PATH

The son followed the
long string down a
hallway without a
ceiling and without
doors.

The walls along the hall were wet and mirrored and left grease on the son’s hands, slipped in slats of gold goo underneath him, trying to stick him in one place. There was a music playing somewhere, by a band that did not actually exist.

blank music washed on and on and all through the house like blood bombs dropping, like skin peeling off of trees in sheets, women becoming horses becoming dogs becoming lighta whole slew of awful sounds that were not really sound exactly, but sound as an idea

The son could feel the sound against his chest and where his bones joined, meeting, vibrating his canine teeth.

The son could sort of see.

The son
went up
a
stairwell

and
down a
stairwell,

the string
now
burning
in his
hand—

the string
singing
along
and on
and on
into the
house.

For long stretches rooms would repeat—the walls and width identical from end to end. White light in wash, from overhead: projectors. Locks without true doors. Doors without true locks or knobs or seams.

A small eye in some pink wood watched him from underneath the floor.

Hairy curtains. Gold glass in windows, looking out onto long unblinking fields.

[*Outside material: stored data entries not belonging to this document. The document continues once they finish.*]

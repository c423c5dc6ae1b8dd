use async_trait::async_trait;
use std::collections::{HashMap, HashSet};
use std::sync::Arc;
use tokio::sync::{mpsc, RwLock};
use tracing::debug;

/// Pub/sub view of the transport: private sends to one connection and
/// broadcasts to every connection subscribed to a room group.
#[async_trait]
pub trait ConnectionManager: Send + Sync {
    async fn add_connection(&self, connection_id: String, sender: mpsc::UnboundedSender<String>);

    /// Drops the connection and all of its group memberships
    async fn remove_connection(&self, connection_id: &str);

    async fn send_to_connection(&self, connection_id: &str, message: &str);

    async fn join_group(&self, room_id: &str, connection_id: &str);

    async fn leave_group(&self, room_id: &str, connection_id: &str);

    async fn broadcast_to_group(&self, room_id: &str, message: &str);
}

pub struct InMemoryConnectionManager {
    // connection id -> sender
    connections: Arc<RwLock<HashMap<String, mpsc::UnboundedSender<String>>>>,
    // room id -> subscribed connection ids
    groups: Arc<RwLock<HashMap<String, HashSet<String>>>>,
}

impl Default for InMemoryConnectionManager {
    fn default() -> Self {
        Self::new()
    }
}

impl InMemoryConnectionManager {
    pub fn new() -> Self {
        Self {
            connections: Arc::new(RwLock::new(HashMap::new())),
            groups: Arc::new(RwLock::new(HashMap::new())),
        }
    }

    pub async fn group_members(&self, room_id: &str) -> Vec<String> {
        self.groups
            .read()
            .await
            .get(room_id)
            .map(|members| members.iter().cloned().collect())
            .unwrap_or_default()
    }
}

#[async_trait]
impl ConnectionManager for InMemoryConnectionManager {
    async fn add_connection(&self, connection_id: String, sender: mpsc::UnboundedSender<String>) {
        let mut connections = self.connections.write().await;
        connections.insert(connection_id, sender);
    }

    async fn remove_connection(&self, connection_id: &str) {
        self.connections.write().await.remove(connection_id);

        let mut groups = self.groups.write().await;
        groups.retain(|_, members| {
            members.remove(connection_id);
            !members.is_empty()
        });
    }

    async fn send_to_connection(&self, connection_id: &str, message: &str) {
        let connections = self.connections.read().await;
        if let Some(sender) = connections.get(connection_id) {
            let _ = sender.send(message.to_string());
        }
    }

    async fn join_group(&self, room_id: &str, connection_id: &str) {
        let mut groups = self.groups.write().await;
        groups
            .entry(room_id.to_string())
            .or_default()
            .insert(connection_id.to_string());
    }

    async fn leave_group(&self, room_id: &str, connection_id: &str) {
        let mut groups = self.groups.write().await;
        if let Some(members) = groups.get_mut(room_id) {
            members.remove(connection_id);
            if members.is_empty() {
                groups.remove(room_id);
            }
        }
    }

    async fn broadcast_to_group(&self, room_id: &str, message: &str) {
        let groups = self.groups.read().await;
        let Some(members) = groups.get(room_id) else {
            debug!(room_id = %room_id, "No subscribers for room");
            return;
        };

        let connections = self.connections.read().await;
        for connection_id in members {
            if let Some(sender) = connections.get(connection_id) {
                let _ = sender.send(message.to_string());
            }
        }
    }
}
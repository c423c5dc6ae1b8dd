use axum::{http::HeaderValue, routing::get, Router};
use std::sync::Arc;
use tower_http::{
    cors::{AllowOrigin, CorsLayer},
    trace::TraceLayer,
};
use tracing::{info, warn};
use tracing_subscriber::{layer::SubscriberExt, util::SubscriberInitExt};

use shooter::{
    clock::{Clock, SystemClock},
    config::ServerConfig,
    room::{self, cleanup_task::start_cleanup_task},
    websockets::{websocket_handler, ConnectionManager, InMemoryConnectionManager},
    AppState, InMemoryRoomRepository, RoomRepository,
};

#[tokio::main]
async fn main() -> std::io::Result<()> {
    let _ = dotenvy::dotenv();

    // Initialize tracing
    tracing_subscriber::registry()
        .with(
            tracing_subscriber::EnvFilter::try_from_default_env()
                .unwrap_or_else(|_| "shooter=debug,tower_http=debug".into()),
        )
        .with(tracing_subscriber::fmt::layer())
        .init();

    let config = ServerConfig::from_env();
    info!(port = config.port, origins = ?config.allowed_origins, "Starting arena room server");

    let clock: Arc<dyn Clock> = Arc::new(SystemClock);
    let room_repository: Arc<dyn RoomRepository> = Arc::new(InMemoryRoomRepository::with_config(
        config.limits,
        Arc::clone(&clock),
    ));
    let connection_manager: Arc<dyn ConnectionManager> = Arc::new(InMemoryConnectionManager::new());

    tokio::spawn(start_cleanup_task(
        Arc::clone(&room_repository),
        Arc::clone(&connection_manager),
        clock,
        config.cleanup.clone(),
    ));

    let app_state = AppState::new(room_repository, connection_manager, config.limits);

    let app = Router::new()
        .route("/hi", get(|| async { "hi" }))
        .route("/rooms", get(room::list_rooms))
        .route("/rooms/:room_id", get(room::get_room))
        .route("/ws", get(websocket_handler))
        .layer(TraceLayer::new_for_http())
        .layer(cors_layer(&config.allowed_origins))
        .with_state(app_state);

    let listener = tokio::net::TcpListener::bind(("0.0.0.0", config.port)).await?;
    info!("Server running on http://localhost:{}", config.port);
    axum::serve(listener, app).await
}

fn cors_layer(allowed_origins: &[String]) -> CorsLayer {
    let origins: Vec<HeaderValue> = allowed_origins
        .iter()
        .filter_map(|origin| match HeaderValue::from_str(origin) {
            Ok(value) => Some(value),
            Err(e) => {
                warn!(origin = %origin, error = %e, "Ignoring invalid CORS origin");
                None
            }
        })
        .collect();

    CorsLayer::new()
        .allow_origin(AllowOrigin::list(origins))
        .allow_methods([axum::http::Method::GET, axum::http::Method::POST])
        .allow_credentials(true)
}
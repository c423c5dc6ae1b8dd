use axum::{
    http::StatusCode,
    response::{IntoResponse, Response},
    Json,
};
use serde_json::json;
use std::sync::Arc;
use thiserror::Error;

use crate::config::RoomLimits;
use crate::room::repository::RoomRepository;
use crate::websockets::{ConnectionManager, WebsocketReceiveHandler};

/// Shared application state containing all dependencies
#[derive(Clone)]
pub struct AppState {
    pub room_repository: Arc<dyn RoomRepository>,
    pub connection_manager: Arc<dyn ConnectionManager>,
    pub receive_handler: Arc<WebsocketReceiveHandler>,
    pub limits: RoomLimits,
}

impl AppState {
    /// Wires the event gateway on top of the given registry and connection manager
    pub fn new(
        room_repository: Arc<dyn RoomRepository>,
        connection_manager: Arc<dyn ConnectionManager>,
        limits: RoomLimits,
    ) -> Self {
        let receive_handler = Arc::new(WebsocketReceiveHandler::new(
            Arc::clone(&room_repository),
            Arc::clone(&connection_manager),
        ));

        Self {
            room_repository,
            connection_manager,
            receive_handler,
            limits,
        }
    }
}

/// Errors surfaced by the HTTP endpoints
#[derive(Error, Debug)]
pub enum AppError {
    #[error("Not found: {0}")]
    NotFound(String),
}

impl IntoResponse for AppError {
    fn into_response(self) -> Response {
        let (status, error_message) = match self {
            AppError::NotFound(msg) => (StatusCode::NOT_FOUND, msg),
        };

        let body = Json(json!({
            "error": error_message
        }));

        (status, body).into_response()
    }
}
// Public API - what other modules can use
pub use errors::RoomError;
pub use handlers::{get_room, list_rooms};
pub use models::{Bug, Bullet, Position, Room, RoomPlayer, RoomStatus};
pub use repository::{InMemoryRoomRepository, RoomRepository};

// Internal modules
pub mod activity_tracker;
pub mod cleanup_task;
pub mod errors;
mod handlers;
pub mod models;
pub mod repository;
pub mod types;
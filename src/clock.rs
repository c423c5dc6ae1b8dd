use chrono::{DateTime, Utc};
use std::sync::{Mutex, PoisonError};
use std::time::Duration;

/// Source of the current time for activity stamps and liveness checks
pub trait Clock: Send + Sync {
    fn now(&self) -> DateTime<Utc>;
}

/// Wall-clock time
#[derive(Debug, Default, Clone, Copy)]
pub struct SystemClock;

impl Clock for SystemClock {
    fn now(&self) -> DateTime<Utc> {
        Utc::now()
    }
}

/// Clock that only moves when told to. Used to exercise timeouts without sleeping.
#[derive(Debug)]
pub struct ManualClock {
    now: Mutex<DateTime<Utc>>,
}

impl ManualClock {
    pub fn new(start: DateTime<Utc>) -> Self {
        Self {
            now: Mutex::new(start),
        }
    }

    pub fn set(&self, now: DateTime<Utc>) {
        *self.now.lock().unwrap_or_else(PoisonError::into_inner) = now;
    }

    pub fn advance(&self, by: Duration) {
        let mut now = self.now.lock().unwrap_or_else(PoisonError::into_inner);
        if let Ok(delta) = chrono::Duration::from_std(by) {
            *now = *now + delta;
        }
    }
}

impl Default for ManualClock {
    fn default() -> Self {
        Self::new(Utc::now())
    }
}

impl Clock for ManualClock {
    fn now(&self) -> DateTime<Utc> {
        *self.now.lock().unwrap_or_else(PoisonError::into_inner)
    }
}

Black chandeliers with yard-long candles. Coffee tables made of water.

Bees.

The son in one room sat down for some time in a recliner, hearing his cells spin or moisten, softly jostled, coming open or awake.

The son walked.

The son found a charcoal-colored elevator that would not go up or down, but had one button for each year.

He found a room filled almost full with one white cube, around which he could wriggle, pressed at both sides, breathing in.

He found a voice behind a wall—the voice of his voice, older, slowing—some time gone.

And another stairwell, and another, each one wet and rattled in its own way. Some of the conjunctions between stairwells would have huge holes in their floors—wide-open mouths down into further house or houses. Some landings would have four or fifteen stairwells leading from them, lending the son a choice of which to take, but for each the string would keep him clinging, rawing at his palm.

The rooms went on each way around him there forever, not a music.

The son walked and walked and walked and walked and walked and walked and walked and walked and walked and walked and walked and walked and walked and walked and walked and walked.